Audi, Subaru, Volvo See U.S. Monthly Sales Rise Despite Market Downturn

September 1, 2016, 11:46 PM UTC
2016 volvo XC90
Courtesy: Volvo

U.S. auto sales declined more than 4% in August compared to the same month last year, but not every company suffered. Several smaller automakers had higher sales, indicating strong demand for certain vehicle brands.

General Motors, Ford Motor, and Toyota Motor—the top three sellers in the U.S.—reported that sales declined at least 5% last month, signaling that the record-breaking days of 2015 are unlikely to return this year. Meanwhile, some smaller and luxury automakers such as Audi, Subaru, and Volvo all reported increased sales, extending a larger growth trend for them.

Audi of America reported that its August U.S. sales rose 2.5% to 19,264 vehicles, beating its previous record for the month of 18,794 last year. It August sales were second only to December 2015 for any month.

Volvo Car Group reported U.S. sales of 7,682 vehicles last month, a 30.9% increase compared with August 2015. Year-to-date sales are up 29.5%, the Chinese-owned Swedish manufacturer said. Volvo’s sales were driven by its XC90 luxury SUV and the XC60.

We just drove Volvo’s new sedan:


Subaru of America reported 60,418 vehicle sales for August 2016, a 14.7% increase over the same month last year. The company also reported year-to-date sales of 391,969 vehicles, a 4.4% gain over the same period in 2015.

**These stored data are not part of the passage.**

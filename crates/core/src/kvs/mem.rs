use crate::err::Error;
use crate::kvs::{
	Collection, CollectionKind, DocIter, Document, DocumentHandle, DocumentIterator,
	EdgeDirection, IndexDef, ScanCursor, SkiplistCondition, Store, ID_ATTRIBUTE, KEY_ATTRIBUTE,
};
use crate::val::compare::compare_json;
use crate::val::Json;
use nanoid::nanoid;
use rand::seq::SliceRandom;
use std::cmp::Ordering;
use std::collections::{BTreeMap, HashMap};
use std::sync::{Arc, RwLock};

/// An in-memory implementation of the storage interface, with the
/// transactional surface the engine requires. Index lookups are answered
/// by filtering the collection, which is adequate for a test datastore.
#[derive(Default)]
pub struct MemoryStore {
	collections: RwLock<HashMap<String, Arc<Collection>>>,
	data: RwLock<HashMap<String, BTreeMap<String, Document>>>,
}

impl MemoryStore {
	pub fn new() -> Self {
		Self::default()
	}

	/// Create a collection, replacing any previous one of the same name.
	pub fn create_collection(&self, name: &str, kind: CollectionKind) -> Arc<Collection> {
		let collection = Arc::new(Collection::new(name, kind));
		self.collections.write().unwrap().insert(name.to_owned(), collection.clone());
		self.data.write().unwrap().insert(name.to_owned(), BTreeMap::new());
		collection
	}

	/// The number of live documents in a collection.
	pub fn len(&self, collection: &Collection) -> usize {
		self.data.read().unwrap().get(collection.name()).map(BTreeMap::len).unwrap_or(0)
	}

	pub fn is_empty(&self, collection: &Collection) -> bool {
		self.len(collection) == 0
	}

	/// All live documents of a collection, in key order.
	pub fn all(&self, collection: &Collection) -> Vec<Document> {
		self.data
			.read()
			.unwrap()
			.get(collection.name())
			.map(|docs| docs.values().cloned().collect())
			.unwrap_or_default()
	}

	fn documents(&self, collection: &Collection) -> Result<Vec<Document>, Error> {
		let data = self.data.read().unwrap();
		let docs = data.get(collection.name()).ok_or_else(|| Error::Internal {
			message: format!("Collection '{}' has no storage", collection.name()),
		})?;
		Ok(docs.values().cloned().collect())
	}

	/// The value of a document attribute used in an index, with missing
	/// attributes indexed as null.
	fn indexed(doc: &Document, field: &str) -> Json {
		doc.as_json().get(field).cloned().unwrap_or(Json::Null)
	}
}

impl Store for MemoryStore {
	fn collection(&self, name: &str) -> Result<Arc<Collection>, Error> {
		self.collections.read().unwrap().get(name).cloned().ok_or_else(|| Error::Internal {
			message: format!("Collection '{name}' does not exist"),
		})
	}

	fn scan(
		&self,
		collection: &Collection,
		cursor: &mut ScanCursor,
		hint: usize,
		random: bool,
	) -> Result<Vec<Document>, Error> {
		// Snapshot the key order on the first call
		if cursor.keys.is_none() {
			let data = self.data.read().unwrap();
			let mut keys: Vec<String> = data
				.get(collection.name())
				.map(|docs| docs.keys().cloned().collect())
				.unwrap_or_default();
			if random {
				keys.shuffle(&mut rand::thread_rng());
			}
			cursor.keys = Some(keys);
		}
		let keys = cursor.keys.as_ref().unwrap();
		let data = self.data.read().unwrap();
		let docs = data.get(collection.name());
		let mut out = Vec::with_capacity(hint.min(keys.len() - cursor.pos.min(keys.len())));
		while out.len() < hint && cursor.pos < keys.len() {
			// Skip keys removed since the snapshot was taken
			if let Some(doc) = docs.and_then(|d| d.get(&keys[cursor.pos])) {
				out.push(doc.clone());
			}
			cursor.pos += 1;
		}
		Ok(out)
	}

	fn primary_lookup(
		&self,
		collection: &Collection,
		key: &str,
	) -> Result<Option<Document>, Error> {
		let data = self.data.read().unwrap();
		Ok(data.get(collection.name()).and_then(|docs| docs.get(key)).cloned())
	}

	fn edge_lookup(
		&self,
		collection: &Collection,
		direction: EdgeDirection,
		vertex: &DocumentHandle,
	) -> Result<DocIter, Error> {
		let handle = vertex.to_string();
		let matches = self
			.documents(collection)?
			.into_iter()
			.filter(|doc| {
				doc.as_json().get(direction.attribute()).and_then(Json::as_str)
					== Some(handle.as_str())
			})
			.collect();
		Ok(Box::new(VecIterator::new(matches)))
	}

	fn hash_lookup(
		&self,
		collection: &Collection,
		index: &IndexDef,
		search: &[Json],
	) -> Result<DocIter, Error> {
		let matches = self
			.documents(collection)?
			.into_iter()
			.filter(|doc| {
				index.fields.iter().zip(search.iter()).all(|(field, wanted)| {
					compare_json(&Self::indexed(doc, field), wanted) == Ordering::Equal
				})
			})
			.collect();
		Ok(Box::new(VecIterator::new(matches)))
	}

	fn skiplist_range(
		&self,
		collection: &Collection,
		index: &IndexDef,
		condition: &SkiplistCondition,
		reverse: bool,
	) -> Result<DocIter, Error> {
		let range_field = index.fields.get(condition.prefix.len());
		let mut matches: Vec<Document> = self
			.documents(collection)?
			.into_iter()
			.filter(|doc| {
				// The fully-bound prefix attributes must match exactly
				let prefix_ok = index.fields.iter().zip(condition.prefix.iter()).all(
					|(field, wanted)| {
						compare_json(&Self::indexed(doc, field), wanted) == Ordering::Equal
					},
				);
				if !prefix_ok {
					return false;
				}
				// The next attribute, if any, must fall inside the range
				if let Some(field) = range_field {
					let v = Self::indexed(doc, field);
					if let Some(low) = &condition.low {
						match compare_json(&v, &low.value) {
							Ordering::Less => return false,
							Ordering::Equal if !low.inclusive => return false,
							_ => (),
						}
					}
					if let Some(high) = &condition.high {
						match compare_json(&v, &high.value) {
							Ordering::Greater => return false,
							Ordering::Equal if !high.inclusive => return false,
							_ => (),
						}
					}
				}
				true
			})
			.collect();
		// Serve the documents in index order
		matches.sort_by(|a, b| {
			for field in &index.fields {
				match compare_json(&Self::indexed(a, field), &Self::indexed(b, field)) {
					Ordering::Equal => continue,
					other => return other,
				}
			}
			a.key().cmp(&b.key())
		});
		if reverse {
			matches.reverse();
		}
		Ok(Box::new(VecIterator::new(matches)))
	}

	fn insert(
		&self,
		collection: &Collection,
		mut doc: Json,
		_wait_for_sync: bool,
	) -> Result<Document, Error> {
		if !doc.is_object() {
			return Err(Error::DocumentTypeInvalid);
		}
		let key = match doc.get(KEY_ATTRIBUTE) {
			Some(Json::String(key)) => key.clone(),
			Some(_) => return Err(Error::DocumentKeyMissing),
			None => {
				let key = self.generate_key(collection);
				doc.as_object_mut()
					.unwrap()
					.insert(KEY_ATTRIBUTE.to_owned(), Json::from(key.clone()));
				key
			}
		};
		let mut data = self.data.write().unwrap();
		let docs = data.entry(collection.name().to_owned()).or_default();
		if docs.contains_key(&key) {
			return Err(Error::UniqueConstraintViolated {
				collection: collection.name().to_owned(),
				key,
			});
		}
		let doc = Document::new(collection.name(), doc);
		docs.insert(key, doc.clone());
		Ok(doc)
	}

	fn update(
		&self,
		collection: &Collection,
		key: &str,
		patch: &Json,
		keep_null: bool,
		merge_objects: bool,
		_wait_for_sync: bool,
	) -> Result<(Document, Document), Error> {
		let mut data = self.data.write().unwrap();
		let docs = data.entry(collection.name().to_owned()).or_default();
		let old = docs.get(key).cloned().ok_or_else(|| Error::DocumentNotFound {
			collection: collection.name().to_owned(),
			key: key.to_owned(),
		})?;
		let mut merged = old.to_json();
		merge(&mut merged, patch, keep_null, merge_objects);
		// The system attributes of the stored document always win
		if let (Some(obj), Some(old)) = (merged.as_object_mut(), old.as_json().as_object()) {
			for attr in [KEY_ATTRIBUTE, ID_ATTRIBUTE] {
				if let Some(v) = old.get(attr) {
					obj.insert(attr.to_owned(), v.clone());
				}
			}
		}
		let new = Document::new(collection.name(), merged);
		docs.insert(key.to_owned(), new.clone());
		Ok((old, new))
	}

	fn replace(
		&self,
		collection: &Collection,
		key: &str,
		mut doc: Json,
		_wait_for_sync: bool,
	) -> Result<(Document, Document), Error> {
		if !doc.is_object() {
			return Err(Error::DocumentTypeInvalid);
		}
		let mut data = self.data.write().unwrap();
		let docs = data.entry(collection.name().to_owned()).or_default();
		let old = docs.get(key).cloned().ok_or_else(|| Error::DocumentNotFound {
			collection: collection.name().to_owned(),
			key: key.to_owned(),
		})?;
		if let Some(obj) = doc.as_object_mut() {
			obj.insert(KEY_ATTRIBUTE.to_owned(), Json::from(key));
		}
		let new = Document::new(collection.name(), doc);
		docs.insert(key.to_owned(), new.clone());
		Ok((old, new))
	}

	fn remove(
		&self,
		collection: &Collection,
		key: &str,
		_wait_for_sync: bool,
	) -> Result<Document, Error> {
		let mut data = self.data.write().unwrap();
		let docs = data.entry(collection.name().to_owned()).or_default();
		docs.remove(key).ok_or_else(|| Error::DocumentNotFound {
			collection: collection.name().to_owned(),
			key: key.to_owned(),
		})
	}

	fn generate_key(&self, collection: &Collection) -> String {
		let data = self.data.read().unwrap();
		let docs = data.get(collection.name());
		loop {
			let key = nanoid!(16);
			if docs.map_or(true, |d| !d.contains_key(&key)) {
				return key;
			}
		}
	}
}

/// Merge a patch into a document, following the update options.
fn merge(target: &mut Json, patch: &Json, keep_null: bool, merge_objects: bool) {
	if let (Some(target), Some(patch)) = (target.as_object_mut(), patch.as_object()) {
		for (k, v) in patch {
			match v {
				Json::Null if !keep_null => {
					target.remove(k);
				}
				Json::Object(_) if merge_objects && target.get(k).map_or(false, Json::is_object) => {
					merge(target.get_mut(k).unwrap(), v, keep_null, merge_objects);
				}
				v => {
					target.insert(k.clone(), v.clone());
				}
			}
		}
	}
}

/// A pre-collected batch iterator over document pointers.
pub(crate) struct VecIterator {
	docs: std::vec::IntoIter<Document>,
}

impl VecIterator {
	pub(crate) fn new(docs: Vec<Document>) -> Self {
		Self {
			docs: docs.into_iter(),
		}
	}
}

impl DocumentIterator for VecIterator {
	fn next_batch(&mut self, limit: usize) -> Result<Vec<Document>, Error> {
		Ok(self.docs.by_ref().take(limit).collect())
	}
}

#[cfg(test)]
mod tests {
	use super::*;
	use crate::kvs::{IndexKind, ScalarBound};
	use serde_json::json;

	fn store_with(docs: &[Json]) -> (MemoryStore, Arc<Collection>) {
		let store = MemoryStore::new();
		let collection = store.create_collection("test", CollectionKind::Document);
		for doc in docs {
			store.insert(&collection, doc.clone(), false).unwrap();
		}
		(store, collection)
	}

	#[test]
	fn insert_generates_and_rejects_keys() {
		let (store, collection) = store_with(&[]);
		let doc = store.insert(&collection, json!({"a": 1}), false).unwrap();
		assert!(doc.key().is_some());
		store.insert(&collection, json!({"_key": "x"}), false).unwrap();
		let err = store.insert(&collection, json!({"_key": "x"}), false).unwrap_err();
		assert!(matches!(err, Error::UniqueConstraintViolated { .. }));
	}

	#[test]
	fn scan_is_batched_and_exhausts() {
		let docs: Vec<Json> = (0..25).map(|i| json!({"_key": format!("k{i:02}")})).collect();
		let (store, collection) = store_with(&docs);
		let mut cursor = ScanCursor::default();
		let mut seen = 0;
		loop {
			let batch = store.scan(&collection, &mut cursor, 10, false).unwrap();
			if batch.is_empty() {
				break;
			}
			seen += batch.len();
		}
		assert_eq!(seen, 25);
	}

	#[test]
	fn update_merges_and_honors_options() {
		let (store, collection) =
			store_with(&[json!({"_key": "a", "x": {"y": 1}, "gone": true})]);
		let (_, new) = store
			.update(&collection, "a", &json!({"x": {"z": 2}, "gone": null}), false, true, false)
			.unwrap();
		assert_eq!(new.as_json()["x"], json!({"y": 1, "z": 2}));
		assert!(new.as_json().get("gone").is_none());
		// Without object merging the patch value wins wholesale
		let (_, new) = store
			.update(&collection, "a", &json!({"x": {"w": 3}}), true, false, false)
			.unwrap();
		assert_eq!(new.as_json()["x"], json!({"w": 3}));
	}

	#[test]
	fn skiplist_filters_and_orders() {
		let (store, collection) = store_with(&[
			json!({"_key": "a", "g": 1, "v": 5}),
			json!({"_key": "b", "g": 1, "v": 2}),
			json!({"_key": "c", "g": 2, "v": 9}),
			json!({"_key": "d", "g": 1, "v": 7}),
		]);
		let index = IndexDef {
			name: "gv".to_owned(),
			kind: IndexKind::Skiplist,
			fields: vec!["g".to_owned(), "v".to_owned()],
		};
		let condition = SkiplistCondition {
			prefix: vec![json!(1)],
			low: Some(ScalarBound {
				value: json!(2),
				inclusive: true,
			}),
			high: Some(ScalarBound {
				value: json!(7),
				inclusive: false,
			}),
		};
		let mut iter = store.skiplist_range(&collection, &index, &condition, false).unwrap();
		let keys: Vec<_> =
			iter.next_batch(10).unwrap().iter().map(|d| d.key().unwrap().to_owned()).collect();
		assert_eq!(keys, vec!["b", "a"]);
	}
}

“It’s fair to say the market, as a whole, has plateaued,” said Kelley Blue Book Karl Brauer. “But individual brands are still capable of growing sales if they have one or more hot products.”
For example, demand for Jeep and Ram brands were enough to pull sales numbers up for its parent company Fiat Chrysler Automobiles, despite lagging sales at Chrysler and Fiat, Bauer added.
Other niche players like Bentley, JaguarLandRover, Porsche, Tesla, and Volvo have sparked interest—and sales—by expanding their portfolios and introducing new models.
“This confirms there’s still plenty of money in new car sales, though it may not be as widespread as it was over the past six years,” Bauer said.